Material provided:
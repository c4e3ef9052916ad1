//! Statistics Page
//!
//! Aggregate figures over the inventory records.

use leptos::prelude::*;
use leptos::task::spawn_local;

use got_blood_core::dto::HospitalInventoryRecord;
use got_blood_core::stats::InventoryStats;
use got_blood_core::{Loadable, RequestGuard};

use crate::context::use_app;

#[component]
pub fn StatisticsPage() -> impl IntoView {
    let app = use_app();
    let (records, set_records) = signal(Loadable::<Vec<HospitalInventoryRecord>>::pending());
    let guard = RequestGuard::new();

    {
        let guard = guard.clone();
        let api = app.api.clone();
        Effect::new(move |_| {
            let ticket = guard.ticket();
            let api = api.clone();
            spawn_local(async move {
                let result = api.list_inventory_records().await;
                if ticket.is_current() {
                    set_records.update(|state| state.settle(result));
                }
            });
        });
    }
    on_cleanup(move || guard.invalidate());

    let stats = Memo::new(move |_| records.with(|s| InventoryStats::from_records(&s.data)));

    view! {
        <div class="page-container">
            <h1>"Blood Management Statistics"</h1>

            <Show when=move || records.with(|s| s.loading)>
                <div class="loading">"Loading statistics..."</div>
            </Show>
            {move || records.with(|s| s.error.clone()).map(|text| view! { <div class="alert error" role="alert">{text}</div> })}

            <Show when=move || records.with(|s| s.is_ready())>
                <div class="metric-grid">
                    <div class="card metric">
                        <h3>"Blood Units Available"</h3>
                        <div class="metric-value">{move || stats.with(|s| s.total_units)}</div>
                    </div>
                    <div class="card metric">
                        <h3>"Hospitals Reporting"</h3>
                        <div class="metric-value">{move || stats.with(|s| s.hospital_count)}</div>
                    </div>
                    <div class="card metric">
                        <h3>"Inventory Records"</h3>
                        <div class="metric-value">{move || stats.with(|s| s.record_count)}</div>
                    </div>
                </div>

                <div class="card">
                    <h3>"By Blood Type"</h3>
                    <table class="data-table">
                        <thead>
                            <tr><th>"Blood Type"</th><th>"Units"</th><th>"Share"</th></tr>
                        </thead>
                        <tbody>
                            {move || stats.with(|s| s.by_blood_type.clone()).into_iter().map(|share| view! {
                                <tr>
                                    <td>{share.blood_type}</td>
                                    <td>{share.units}</td>
                                    <td>
                                        <div class="share-bar" style=format!("width: {:.1}%", share.percent)></div>
                                        {format!("{:.1}%", share.percent)}
                                    </td>
                                </tr>
                            }).collect_view()}
                        </tbody>
                    </table>
                </div>

                <div class="card">
                    <h3>"By City"</h3>
                    <table class="data-table">
                        <thead>
                            <tr><th>"City"</th><th>"Units"</th></tr>
                        </thead>
                        <tbody>
                            {move || stats.with(|s| s.by_city.clone()).into_iter().map(|(city, units)| view! {
                                <tr><td>{city}</td><td>{units}</td></tr>
                            }).collect_view()}
                        </tbody>
                    </table>
                </div>
            </Show>
        </div>
    }
}
use got_blood_core::dto::{HospitalInventoryRecord, HospitalLocationEntry, MatchRecord};
use got_blood_core::FetchError;

use super::Api;

// ========================
// Hospital Data
// ========================

impl Api {
    pub async fn list_inventory_records(&self) -> Result<Vec<HospitalInventoryRecord>, FetchError> {
        self.get_sequence(&self.endpoints.hospital_data(), "hospital data").await
    }

    pub async fn list_hospital_locations(&self) -> Result<Vec<HospitalLocationEntry>, FetchError> {
        self.get_sequence(&self.endpoints.hospital_data_loc(), "hospital locations").await
    }

    /// Shortage candidates for the hospital's dominant blood type. A hospital
    /// without blood data is not queried.
    pub async fn list_matches(
        &self,
        entry: &HospitalLocationEntry,
        max_results: u32,
    ) -> Result<Vec<MatchRecord>, FetchError> {
        let Some(blood_type) = entry.dominant_blood_type() else {
            return Ok(Vec::new());
        };
        let url = self
            .endpoints
            .matching_shortage(&entry.hospital, &entry.city, blood_type, max_results);
        self.get_sequence(&url, "matches").await
    }
}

Exercise objective:
Please determine how many lines of the listing above include the word "percent" and state only that number.

Exercise output:
2